You do, it’s in the web client log above. You masked it out.
Well - the hostname and URL, rather.
(Works without firewall, breaks with firewall … I mean … I think I know where the problem is … this might be better suited to support from the firewall people.)
The only IPs showing in the log are:
#3 is a Hurricane Electric ip which I would guess is one of the indirect IPs used for the plex.tv.
I cannot access https://184.105.148.99:32400/web
I do see some CGNAT IPs, but those may be mine.
What error?
But you can access it when NOT behind the firewall?
Look for firewall logs.
Is it in a fully transparent mode?
Is it :32400 or :8443? His appears to use :8443 from the previous log snippet.
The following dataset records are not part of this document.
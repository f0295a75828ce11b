use std::collections::BTreeMap;

use eframe::egui::Color32;
use palette::{Hsl, IntoColor, Srgb};

// ---------------------------------------------------------------------------
// Color palette generator
// ---------------------------------------------------------------------------

fn hsl_to_color32(hue: f32, saturation: f32, lightness: f32) -> Color32 {
    let rgb: Srgb = Hsl::new(hue, saturation, lightness).into_color();
    Color32::from_rgb(
        (rgb.red.clamp(0.0, 1.0) * 255.0) as u8,
        (rgb.green.clamp(0.0, 1.0) * 255.0) as u8,
        (rgb.blue.clamp(0.0, 1.0) * 255.0) as u8,
    )
}

/// Generates `n` visually distinct colours using evenly spaced hues.
pub fn generate_palette(n: usize) -> Vec<Color32> {
    (0..n)
        .map(|i| hsl_to_color32((i as f32 / n as f32) * 360.0 + 210.0, 0.75, 0.55))
        .collect()
}

/// Sequential colour for heatmap cells, `t` in `[0, 1]`: dark violet for
/// low counts through to bright yellow for the maximum.
pub fn heat_color(t: f32) -> Color32 {
    let t = t.clamp(0.0, 1.0);
    let hue = 270.0 + 140.0 * t;
    hsl_to_color32(hue, 0.85, 0.15 + 0.5 * t)
}

// ---------------------------------------------------------------------------
// Color mapping: category → Color32
// ---------------------------------------------------------------------------

/// Maps the categories of one chart to distinct colours.
#[derive(Debug, Clone)]
pub struct ColorMap<K: Ord> {
    mapping: BTreeMap<K, Color32>,
    default_color: Color32,
}

impl<K: Ord + Clone> ColorMap<K> {
    /// Build a colour map, assigning hues in iteration order.
    pub fn new<'a, I>(keys: I) -> Self
    where
        I: IntoIterator<Item = &'a K>,
        K: 'a,
    {
        let keys: Vec<K> = keys.into_iter().cloned().collect();
        let palette = generate_palette(keys.len());
        ColorMap {
            mapping: keys.into_iter().zip(palette).collect(),
            default_color: Color32::GRAY,
        }
    }

    /// Look up the colour for a given category.
    pub fn color_for(&self, key: &K) -> Color32 {
        self.mapping.get(key).copied().unwrap_or(self.default_color)
    }
}
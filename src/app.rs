use eframe::egui;

use crate::state::AppState;
use crate::ui::{panels, plot};

// ---------------------------------------------------------------------------
// eframe App implementation
// ---------------------------------------------------------------------------

pub struct CatalogLensApp {
    pub state: AppState,
}

impl CatalogLensApp {
    pub fn new(state: AppState) -> Self {
        Self { state }
    }
}

impl eframe::App for CatalogLensApp {
    fn update(&mut self, ctx: &egui::Context, _frame: &mut eframe::Frame) {
        // ---- Top panel: menu bar ----
        egui::TopBottomPanel::top("top_bar").show(ctx, |ui| {
            panels::top_bar(ui, &mut self.state);
        });

        // ---- Left side panel: filters ----
        egui::SidePanel::left("filter_panel")
            .default_width(240.0)
            .resizable(true)
            .show(ctx, |ui| {
                panels::side_panel(ui, &mut self.state);
            });

        // Filters may have changed above; recompute before drawing charts.
        self.state.refresh();

        // ---- Central panel: counters + charts ----
        egui::CentralPanel::default().show(ctx, |ui| {
            egui::ScrollArea::vertical()
                .auto_shrink([false, false])
                .show(ui, |ui| {
                    ui.heading("Movies & TV Shows Dashboard");
                    panels::metrics_row(ui, &self.state);
                    ui.separator();
                    plot::dashboard(ui, &self.state);
                });
        });
    }
}
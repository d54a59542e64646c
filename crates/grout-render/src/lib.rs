pub mod container;
pub mod coverage;
pub mod document;
pub mod dom;
pub mod model;
pub mod renderer;
pub mod writer;

pub use container::{Container, HtmlContainer, TextContainer};
pub use coverage::{Coverage, coverage};
pub use document::{DocumentError, DocumentFormat, load_parameter};
pub use dom::{Element, Node};
pub use model::{Definition, MetadataField, Parameter, SchemaSection};
pub use renderer::{
    FieldLabels, MissingDefinition, RenderError, RenderOptions, RenderSummary, SchemaEditor,
    SUBTYPE_CLASS, SUBTYPE_FIELD_CLASS, SUBTYPE_PROPERTY_CLASS,
};
pub use writer::{HtmlWriter, WriterConfig};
And that’s not the same address as from the log snippet - 89 vs 99.
https://184-105-148-89.{GUID}.plex.direct:8443
I’m currently bypassing the firewall trying to find his public IP - I did ask him as well
:32400 - Can’t connect
:8443 - Unable to establish a secure connection
I highly doubt his IP is 184.105.148.* - I’ve seen four or five addresses in the same range which would make me think its an actual IP used by the plex.tv backend systems.
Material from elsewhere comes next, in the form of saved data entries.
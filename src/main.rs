mod check_cmd;
mod cmd;
mod render_cmd;

use anyhow::Result;
use clap::Parser;
use grout_editor::cli::{Cli, Command};
use grout_editor::config;
use tracing_subscriber::EnvFilter;

fn main() -> Result<()> {
    let cli = Cli::parse();
    init_tracing(cli.verbose);

    match cli.command {
        Command::Render(args) => {
            let config = config::load()?;
            render_cmd::run(&args, &config)
        }
        Command::Check(args) => check_cmd::run(&args.input, args.json),
        Command::Config(config_cmd) => cmd::config::run(config_cmd),
    }
}

fn init_tracing(verbose: u8) {
    let default_level = match verbose {
        0 => "warn",
        1 => "info",
        _ => "debug",
    };
    let filter =
        EnvFilter::try_from_default_env().unwrap_or_else(|_| EnvFilter::new(default_level));
    let _ = tracing_subscriber::fmt()
        .with_env_filter(filter)
        .with_writer(std::io::stderr)
        .try_init();
}
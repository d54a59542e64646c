use std::path::PathBuf;

use anyhow::{Context, Result};
use clap::Parser;
use grout_render::{Parameter, RenderSummary, SchemaEditor, TextContainer, load_parameter};

#[derive(Parser)]
#[command(name = "grout-viewer")]
#[command(version)]
#[command(about = "Print a text outline of a Grout record schema")]
struct Cli {
    /// Path to the parameter document (JSON or YAML)
    #[arg(short = 'f', long = "file")]
    file: PathBuf,
    /// Spaces per outline level
    #[arg(long = "indent", default_value_t = 2)]
    indent: usize,
}

fn main() -> Result<()> {
    let cli = Cli::parse();
    // Skipped properties are reported through tracing warnings.
    let _ = tracing_subscriber::fmt()
        .with_writer(std::io::stderr)
        .try_init();

    let parameter = load_parameter(&cli.file)
        .with_context(|| format!("failed to load {}", cli.file.display()))?;

    println!("Schema summary for `{}`", cli.file.display());
    println!();

    let (outline, summary) = outline(&parameter, cli.indent)?;
    print!("{outline}");
    print_footer(&summary);

    Ok(())
}

fn outline(parameter: &Parameter, indent: usize) -> Result<(String, RenderSummary)> {
    let mut editor = SchemaEditor::new(TextContainer::new().with_indent_size(indent));
    let summary = editor.set(Some(parameter))?;
    Ok((editor.container().to_text(), summary))
}

fn print_footer(summary: &RenderSummary) {
    if summary.is_noop() {
        println!("No properties to show.");
        return;
    }

    println!();
    println!("Properties: {}", summary.rendered.len());
    if summary.missing_fields > 0 {
        println!("Missing metadata fields: {}", summary.missing_fields);
    }
    if !summary.skipped.is_empty() {
        println!("Without definition: {}", summary.skipped.join(", "));
    }
}
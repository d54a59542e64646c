use serde::Serialize;

use crate::model::{MetadataField, Parameter};

/// How well `schema.definitions` covers `properties`.
#[derive(Debug, Clone, Default, PartialEq, Eq, Serialize)]
pub struct Coverage {
    /// Properties with a definition.
    pub covered: Vec<String>,
    /// Properties with no definition.
    pub missing_definitions: Vec<String>,
    /// Definitions no property refers to.
    pub unused_definitions: Vec<String>,
    /// `(property, field)` pairs whose metadata is absent.
    pub missing_fields: Vec<(String, String)>,
}

impl Coverage {
    pub fn is_complete(&self) -> bool {
        self.missing_definitions.is_empty()
    }
}

pub fn coverage(parameter: &Parameter) -> Coverage {
    let mut report = Coverage::default();

    for property in parameter.property_names() {
        match parameter.definition(property) {
            Some(definition) => {
                report.covered.push(property.to_string());
                for field in MetadataField::ALL {
                    if definition.metadata(field).is_none() {
                        report
                            .missing_fields
                            .push((property.to_string(), field.key().to_string()));
                    }
                }
            }
            None => report.missing_definitions.push(property.to_string()),
        }
    }

    if let Some(definitions) = parameter.definitions() {
        let has_property = |name: &str| {
            parameter
                .properties
                .as_ref()
                .is_some_and(|properties| properties.contains_key(name))
        };
        report.unused_definitions = definitions
            .keys()
            .filter(|name| !has_property(name.as_str()))
            .cloned()
            .collect();
    }

    report
}
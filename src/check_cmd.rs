use std::path::Path;

use anyhow::{Context, Result, bail};
use grout_render::{coverage, load_parameter};
use serde_json::json;

pub fn run(input: &Path, emit_json: bool) -> Result<()> {
    let parameter =
        load_parameter(input).with_context(|| format!("failed to load {}", input.display()))?;
    let report = coverage(&parameter);

    if emit_json {
        let doc = json!({
            "input": input.display().to_string(),
            "complete": report.is_complete(),
            "report": report,
        });
        println!("{}", serde_json::to_string_pretty(&doc)?);
    } else {
        println!(
            "{} propert{} with definitions: {}",
            report.covered.len(),
            if report.covered.len() == 1 { "y" } else { "ies" },
            input.display()
        );
        if !report.missing_definitions.is_empty() {
            println!("Missing definitions:");
            for property in &report.missing_definitions {
                println!("- {property}");
            }
        }
        if !report.missing_fields.is_empty() {
            println!("Missing metadata:");
            for (property, field) in &report.missing_fields {
                println!("- {property}.{field}");
            }
        }
        if !report.unused_definitions.is_empty() {
            println!("Unused definitions:");
            for name in &report.unused_definitions {
                println!("- {name}");
            }
        }
    }

    if !report.is_complete() {
        bail!(
            "{} propert{} without a definition",
            report.missing_definitions.len(),
            if report.missing_definitions.len() == 1 { "y" } else { "ies" }
        );
    }
    Ok(())
}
Also - I’m pretty sure his ISP isn’t Hurricane Electric 
Ok, I have his public IP and cannot browse to port 32400 or 8443
Both are ‘not responding’
I did ask and his reply was ‘plex says :32400’
Ahh, I agree! I think 184.105.148.89 is a Plex Relay address. (Working on confirming that myself.)
Do you see his actual public address in the list of connections the Web Client tests? If you don’t, then his server may not have Remote Access set up correctly.
I believe that if any Plex Relay addresses are present, that’s a sign that his server doesn’t have Remote Access set up correctly. I believe Relay addresses are only registered when direct Remote Access isn’t functional.
If he wants to get involved we can investigate what addresses his server is actually registering. He can get his token and view this URL:
https://plex.tv/api/resources?includeHttps=1&X-Plex-Token=TOKENHERE
So I see two issues -
Did you attempt connecting to the full address listed in the Web Client log?
Does it behave differently when NOT using the Firewall?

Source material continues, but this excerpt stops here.